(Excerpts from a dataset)
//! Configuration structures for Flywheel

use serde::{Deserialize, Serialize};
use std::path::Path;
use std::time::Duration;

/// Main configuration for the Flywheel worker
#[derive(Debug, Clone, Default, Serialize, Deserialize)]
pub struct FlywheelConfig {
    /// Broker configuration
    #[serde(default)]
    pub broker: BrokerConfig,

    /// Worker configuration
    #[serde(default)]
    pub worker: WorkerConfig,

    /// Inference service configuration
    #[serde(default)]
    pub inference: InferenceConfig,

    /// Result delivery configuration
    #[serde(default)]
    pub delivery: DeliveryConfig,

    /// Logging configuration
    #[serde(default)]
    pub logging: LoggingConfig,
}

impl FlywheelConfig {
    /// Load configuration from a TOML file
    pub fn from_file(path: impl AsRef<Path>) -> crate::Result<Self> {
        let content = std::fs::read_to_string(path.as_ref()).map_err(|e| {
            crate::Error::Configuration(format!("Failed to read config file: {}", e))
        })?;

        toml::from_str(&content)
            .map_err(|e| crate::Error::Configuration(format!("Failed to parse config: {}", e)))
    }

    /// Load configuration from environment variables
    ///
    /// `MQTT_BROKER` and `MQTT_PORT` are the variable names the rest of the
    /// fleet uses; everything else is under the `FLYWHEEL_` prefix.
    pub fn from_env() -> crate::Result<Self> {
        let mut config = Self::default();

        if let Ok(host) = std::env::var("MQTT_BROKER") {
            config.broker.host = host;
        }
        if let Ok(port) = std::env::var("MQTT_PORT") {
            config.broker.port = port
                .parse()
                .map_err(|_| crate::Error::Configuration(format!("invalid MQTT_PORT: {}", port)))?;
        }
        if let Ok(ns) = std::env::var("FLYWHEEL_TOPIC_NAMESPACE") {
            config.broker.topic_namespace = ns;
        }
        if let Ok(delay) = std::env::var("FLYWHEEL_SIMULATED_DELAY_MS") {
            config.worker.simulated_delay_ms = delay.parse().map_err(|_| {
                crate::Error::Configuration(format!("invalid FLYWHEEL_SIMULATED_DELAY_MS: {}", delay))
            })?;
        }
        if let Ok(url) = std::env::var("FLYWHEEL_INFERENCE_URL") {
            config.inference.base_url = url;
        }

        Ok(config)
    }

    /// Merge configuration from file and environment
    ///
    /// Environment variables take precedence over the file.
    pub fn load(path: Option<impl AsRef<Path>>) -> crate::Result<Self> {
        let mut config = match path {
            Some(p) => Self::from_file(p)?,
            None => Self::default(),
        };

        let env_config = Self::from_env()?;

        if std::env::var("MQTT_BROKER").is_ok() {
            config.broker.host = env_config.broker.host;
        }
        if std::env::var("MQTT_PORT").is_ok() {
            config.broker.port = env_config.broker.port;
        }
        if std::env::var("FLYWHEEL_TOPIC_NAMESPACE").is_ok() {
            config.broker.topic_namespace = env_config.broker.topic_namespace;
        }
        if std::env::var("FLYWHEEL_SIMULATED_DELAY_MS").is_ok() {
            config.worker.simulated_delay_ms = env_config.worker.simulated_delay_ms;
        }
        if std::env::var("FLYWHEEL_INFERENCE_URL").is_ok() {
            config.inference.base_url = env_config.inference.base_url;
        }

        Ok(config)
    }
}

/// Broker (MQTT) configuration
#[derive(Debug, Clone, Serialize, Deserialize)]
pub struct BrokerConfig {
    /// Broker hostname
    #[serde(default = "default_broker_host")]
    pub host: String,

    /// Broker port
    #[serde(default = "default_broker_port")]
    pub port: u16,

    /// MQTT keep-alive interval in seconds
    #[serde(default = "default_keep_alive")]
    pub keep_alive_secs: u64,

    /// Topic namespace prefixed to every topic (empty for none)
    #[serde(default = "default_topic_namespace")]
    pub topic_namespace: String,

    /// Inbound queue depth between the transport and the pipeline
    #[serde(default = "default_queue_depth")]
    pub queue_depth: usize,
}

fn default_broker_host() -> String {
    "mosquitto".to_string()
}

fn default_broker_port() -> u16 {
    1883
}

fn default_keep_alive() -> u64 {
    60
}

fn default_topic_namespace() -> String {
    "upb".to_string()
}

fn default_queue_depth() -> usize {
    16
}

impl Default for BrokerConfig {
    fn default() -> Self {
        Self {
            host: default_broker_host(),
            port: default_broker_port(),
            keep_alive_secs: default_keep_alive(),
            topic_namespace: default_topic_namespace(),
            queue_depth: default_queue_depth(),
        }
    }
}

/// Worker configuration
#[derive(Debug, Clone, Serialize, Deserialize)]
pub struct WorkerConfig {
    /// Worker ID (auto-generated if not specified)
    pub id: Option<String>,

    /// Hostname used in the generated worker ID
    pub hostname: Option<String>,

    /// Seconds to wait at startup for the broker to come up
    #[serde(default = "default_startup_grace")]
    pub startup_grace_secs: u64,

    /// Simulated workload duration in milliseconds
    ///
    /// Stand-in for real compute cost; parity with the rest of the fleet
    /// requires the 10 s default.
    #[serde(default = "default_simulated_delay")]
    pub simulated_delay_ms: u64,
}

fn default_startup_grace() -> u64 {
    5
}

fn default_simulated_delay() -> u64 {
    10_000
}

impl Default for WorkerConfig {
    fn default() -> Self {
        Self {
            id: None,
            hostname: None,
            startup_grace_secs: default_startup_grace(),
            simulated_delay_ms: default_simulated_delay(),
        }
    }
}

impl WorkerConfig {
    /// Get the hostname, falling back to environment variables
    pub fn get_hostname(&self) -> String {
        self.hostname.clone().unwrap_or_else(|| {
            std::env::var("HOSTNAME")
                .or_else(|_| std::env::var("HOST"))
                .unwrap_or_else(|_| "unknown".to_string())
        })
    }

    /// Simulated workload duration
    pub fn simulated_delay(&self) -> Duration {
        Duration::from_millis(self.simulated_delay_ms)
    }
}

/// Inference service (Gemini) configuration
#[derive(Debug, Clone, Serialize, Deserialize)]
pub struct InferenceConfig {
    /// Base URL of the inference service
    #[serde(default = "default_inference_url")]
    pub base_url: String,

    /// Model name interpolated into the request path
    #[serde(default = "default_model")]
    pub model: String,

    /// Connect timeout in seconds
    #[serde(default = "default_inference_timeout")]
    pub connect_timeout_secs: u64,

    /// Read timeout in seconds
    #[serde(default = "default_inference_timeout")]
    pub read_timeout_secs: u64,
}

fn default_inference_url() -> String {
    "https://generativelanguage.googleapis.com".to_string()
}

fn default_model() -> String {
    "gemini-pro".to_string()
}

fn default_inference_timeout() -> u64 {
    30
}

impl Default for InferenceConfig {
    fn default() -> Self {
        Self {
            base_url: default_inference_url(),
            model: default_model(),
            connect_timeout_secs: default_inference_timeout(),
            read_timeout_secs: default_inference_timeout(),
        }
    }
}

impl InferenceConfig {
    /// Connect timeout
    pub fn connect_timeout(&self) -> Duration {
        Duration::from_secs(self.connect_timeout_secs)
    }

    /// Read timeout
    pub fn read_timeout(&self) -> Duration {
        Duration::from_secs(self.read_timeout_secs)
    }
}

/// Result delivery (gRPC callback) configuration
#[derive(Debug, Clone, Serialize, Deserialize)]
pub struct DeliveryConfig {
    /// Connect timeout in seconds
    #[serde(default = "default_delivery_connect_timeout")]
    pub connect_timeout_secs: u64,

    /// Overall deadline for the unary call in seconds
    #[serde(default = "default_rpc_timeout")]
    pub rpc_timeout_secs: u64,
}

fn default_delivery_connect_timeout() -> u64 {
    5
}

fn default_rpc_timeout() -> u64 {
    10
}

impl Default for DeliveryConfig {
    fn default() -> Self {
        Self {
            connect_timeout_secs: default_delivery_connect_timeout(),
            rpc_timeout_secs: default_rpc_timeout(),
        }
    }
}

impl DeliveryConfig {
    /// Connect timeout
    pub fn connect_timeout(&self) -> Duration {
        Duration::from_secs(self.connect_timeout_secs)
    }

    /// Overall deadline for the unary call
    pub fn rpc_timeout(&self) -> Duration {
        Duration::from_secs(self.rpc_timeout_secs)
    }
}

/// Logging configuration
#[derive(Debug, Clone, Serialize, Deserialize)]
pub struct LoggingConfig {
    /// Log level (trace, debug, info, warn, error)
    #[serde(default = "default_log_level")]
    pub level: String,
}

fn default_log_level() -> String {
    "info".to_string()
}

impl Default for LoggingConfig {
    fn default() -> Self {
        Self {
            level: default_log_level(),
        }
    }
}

* **Problem details**
Every line with "AsRef" in it should be copied from the entries above.

* **Response to this task**
    pub fn from_file(path: impl AsRef<Path>) -> crate::Result<Self> {
    pub fn load(path: Option<impl AsRef<Path>>) -> crate::Result<Self> {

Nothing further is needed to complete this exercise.